Segment Start: GIVEN RECORDS
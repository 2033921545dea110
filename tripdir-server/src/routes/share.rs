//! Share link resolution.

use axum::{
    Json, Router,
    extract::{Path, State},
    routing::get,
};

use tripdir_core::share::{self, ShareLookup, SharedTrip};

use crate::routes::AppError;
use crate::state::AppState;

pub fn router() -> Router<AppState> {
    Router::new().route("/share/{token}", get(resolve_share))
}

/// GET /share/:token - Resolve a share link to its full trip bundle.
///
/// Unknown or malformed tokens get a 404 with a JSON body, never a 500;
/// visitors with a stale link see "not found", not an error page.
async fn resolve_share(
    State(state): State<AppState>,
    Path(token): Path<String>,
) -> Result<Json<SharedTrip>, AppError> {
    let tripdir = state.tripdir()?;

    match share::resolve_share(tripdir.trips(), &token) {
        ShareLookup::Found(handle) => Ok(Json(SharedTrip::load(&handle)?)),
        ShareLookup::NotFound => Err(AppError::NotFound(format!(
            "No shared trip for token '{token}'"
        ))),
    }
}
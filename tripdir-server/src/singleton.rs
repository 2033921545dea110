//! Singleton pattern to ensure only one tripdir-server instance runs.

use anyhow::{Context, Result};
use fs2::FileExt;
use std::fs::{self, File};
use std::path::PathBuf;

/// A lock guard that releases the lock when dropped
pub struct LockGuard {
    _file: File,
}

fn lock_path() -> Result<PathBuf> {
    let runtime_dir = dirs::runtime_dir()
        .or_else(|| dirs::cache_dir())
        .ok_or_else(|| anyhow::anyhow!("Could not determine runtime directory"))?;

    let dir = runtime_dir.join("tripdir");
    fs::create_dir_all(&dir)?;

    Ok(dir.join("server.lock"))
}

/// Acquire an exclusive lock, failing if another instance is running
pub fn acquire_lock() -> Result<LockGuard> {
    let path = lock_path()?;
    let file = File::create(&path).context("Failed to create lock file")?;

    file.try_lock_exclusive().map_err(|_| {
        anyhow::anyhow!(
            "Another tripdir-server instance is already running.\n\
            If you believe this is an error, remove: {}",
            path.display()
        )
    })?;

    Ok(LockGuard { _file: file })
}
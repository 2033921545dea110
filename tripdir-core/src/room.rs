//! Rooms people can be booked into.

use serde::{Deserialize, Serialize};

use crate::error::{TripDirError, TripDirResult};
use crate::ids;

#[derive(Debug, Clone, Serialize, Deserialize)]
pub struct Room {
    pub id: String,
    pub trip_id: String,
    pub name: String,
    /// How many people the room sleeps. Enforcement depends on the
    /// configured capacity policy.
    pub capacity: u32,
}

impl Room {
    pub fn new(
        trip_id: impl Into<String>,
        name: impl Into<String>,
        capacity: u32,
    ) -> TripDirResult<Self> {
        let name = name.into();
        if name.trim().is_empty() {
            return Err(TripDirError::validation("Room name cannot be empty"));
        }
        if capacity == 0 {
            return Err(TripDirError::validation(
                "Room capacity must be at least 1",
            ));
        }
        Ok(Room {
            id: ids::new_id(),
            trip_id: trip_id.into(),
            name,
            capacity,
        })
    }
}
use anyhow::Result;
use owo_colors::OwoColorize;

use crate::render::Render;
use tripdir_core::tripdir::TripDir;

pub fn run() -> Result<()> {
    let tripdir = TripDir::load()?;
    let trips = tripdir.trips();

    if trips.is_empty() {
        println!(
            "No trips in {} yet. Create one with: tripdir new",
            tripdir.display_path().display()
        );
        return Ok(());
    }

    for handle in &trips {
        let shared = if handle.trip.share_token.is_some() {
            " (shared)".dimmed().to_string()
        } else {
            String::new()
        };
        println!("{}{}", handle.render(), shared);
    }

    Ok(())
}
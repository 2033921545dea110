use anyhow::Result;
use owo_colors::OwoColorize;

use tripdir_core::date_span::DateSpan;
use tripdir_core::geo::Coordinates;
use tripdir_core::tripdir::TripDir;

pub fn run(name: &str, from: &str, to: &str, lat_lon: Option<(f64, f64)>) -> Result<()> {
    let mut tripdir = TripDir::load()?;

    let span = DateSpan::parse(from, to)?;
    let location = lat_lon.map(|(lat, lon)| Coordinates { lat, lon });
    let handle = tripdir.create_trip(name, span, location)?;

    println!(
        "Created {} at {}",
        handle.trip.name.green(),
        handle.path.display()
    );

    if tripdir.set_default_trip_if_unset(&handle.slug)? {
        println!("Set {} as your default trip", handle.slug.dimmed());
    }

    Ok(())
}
Segment End: GIVEN RECORDS
Copy each entry exactly, with nothing added or dropped.

EXPECTED ANSWER:
repository 2033921545dea110
filename tripdir-server/src/routes/share.rs
//! Share link resolution.

use axum::{
    Json, Router,
    extract::{Path, State},
    routing::get,
};

use tripdir_core::share::{self, ShareLookup, SharedTrip};

use crate::routes::AppError;
use crate::state::AppState;

pub fn router() -> Router<AppState> {
    Router::new().route("/share/{token}", get(resolve_share))
}

/// GET /share/:token - Resolve a share link to its full trip bundle.
///
/// Unknown or malformed tokens get a 404 with a JSON body, never a 500;
/// visitors with a stale link see "not found", not an error page.
async fn resolve_share(
    State(state): State<AppState>,
    Path(token): Path<String>,
) -> Result<Json<SharedTrip>, AppError> {
    let tripdir = state.tripdir()?;

    match share::resolve_share(tripdir.trips(), &token) {
        ShareLookup::Found(handle) => Ok(Json(SharedTrip::load(&handle)?)),
        ShareLookup::NotFound => Err(AppError::NotFound(format!(
            "No shared trip for token '{token}'"
        ))),
    }
}
filename tripdir-server/src/singleton.rs
repository 2033921545dea110
//! Singleton pattern to ensure only one tripdir-server instance runs.

use anyhow::{Context, Result};
use fs2::FileExt;
use std::fs::{self, File};
use std::path::PathBuf;

/// A lock guard that releases the lock when dropped
pub struct LockGuard {
    _file: File,
}

fn lock_path() -> Result<PathBuf> {
    let runtime_dir = dirs::runtime_dir()
        .or_else(|| dirs::cache_dir())
        .ok_or_else(|| anyhow::anyhow!("Could not determine runtime directory"))?;

    let dir = runtime_dir.join("tripdir");
    fs::create_dir_all(&dir)?;

    Ok(dir.join("server.lock"))
}

/// Acquire an exclusive lock, failing if another instance is running
pub fn acquire_lock() -> Result<LockGuard> {
    let path = lock_path()?;
    let file = File::create(&path).context("Failed to create lock file")?;

    file.try_lock_exclusive().map_err(|_| {
        anyhow::anyhow!(
            "Another tripdir-server instance is already running.\n\
            If you believe this is an error, remove: {}",
            path.display()
        )
    })?;

    Ok(LockGuard { _file: file })
}
repository 2033921545dea110
filename tripdir-core/src/room.rs
//! Rooms people can be booked into.

use serde::{Deserialize, Serialize};

use crate::error::{TripDirError, TripDirResult};
use crate::ids;

#[derive(Debug, Clone, Serialize, Deserialize)]
pub struct Room {
    pub id: String,
    pub trip_id: String,
    pub name: String,
    /// How many people the room sleeps. Enforcement depends on the
    /// configured capacity policy.
    pub capacity: u32,
}

impl Room {
    pub fn new(
        trip_id: impl Into<String>,
        name: impl Into<String>,
        capacity: u32,
    ) -> TripDirResult<Self> {
        let name = name.into();
        if name.trim().is_empty() {
            return Err(TripDirError::validation("Room name cannot be empty"));
        }
        if capacity == 0 {
            return Err(TripDirError::validation(
                "Room capacity must be at least 1",
            ));
        }
        Ok(Room {
            id: ids::new_id(),
            trip_id: trip_id.into(),
            name,
            capacity,
        })
    }
}
use anyhow::Result;
use owo_colors::OwoColorize;

use crate::render::Render;
use tripdir_core::tripdir::TripDir;

pub fn run() -> Result<()> {
    let tripdir = TripDir::load()?;
    let trips = tripdir.trips();

    if trips.is_empty() {
        println!(
            "No trips in {} yet. Create one with: tripdir new",
            tripdir.display_path().display()
        );
        return Ok(());
    }

    for handle in &trips {
        let shared = if handle.trip.share_token.is_some() {
            " (shared)".dimmed().to_string()
        } else {
            String::new()
        };
        println!("{}{}", handle.render(), shared);
    }

    Ok(())
}
repository 2033921545dea110
use anyhow::Result;
use owo_colors::OwoColorize;

use tripdir_core::date_span::DateSpan;
use tripdir_core::geo::Coordinates;
use tripdir_core::tripdir::TripDir;

pub fn run(name: &str, from: &str, to: &str, lat_lon: Option<(f64, f64)>) -> Result<()> {
    let mut tripdir = TripDir::load()?;

    let span = DateSpan::parse(from, to)?;
    let location = lat_lon.map(|(lat, lon)| Coordinates { lat, lon });
    let handle = tripdir.create_trip(name, span, location)?;

    println!(
        "Created {} at {}",
        handle.trip.name.green(),
        handle.path.display()
    );

    if tripdir.set_default_trip_if_unset(&handle.slug)? {
        println!("Set {} as your default trip", handle.slug.dimmed());
    }

    Ok(())
}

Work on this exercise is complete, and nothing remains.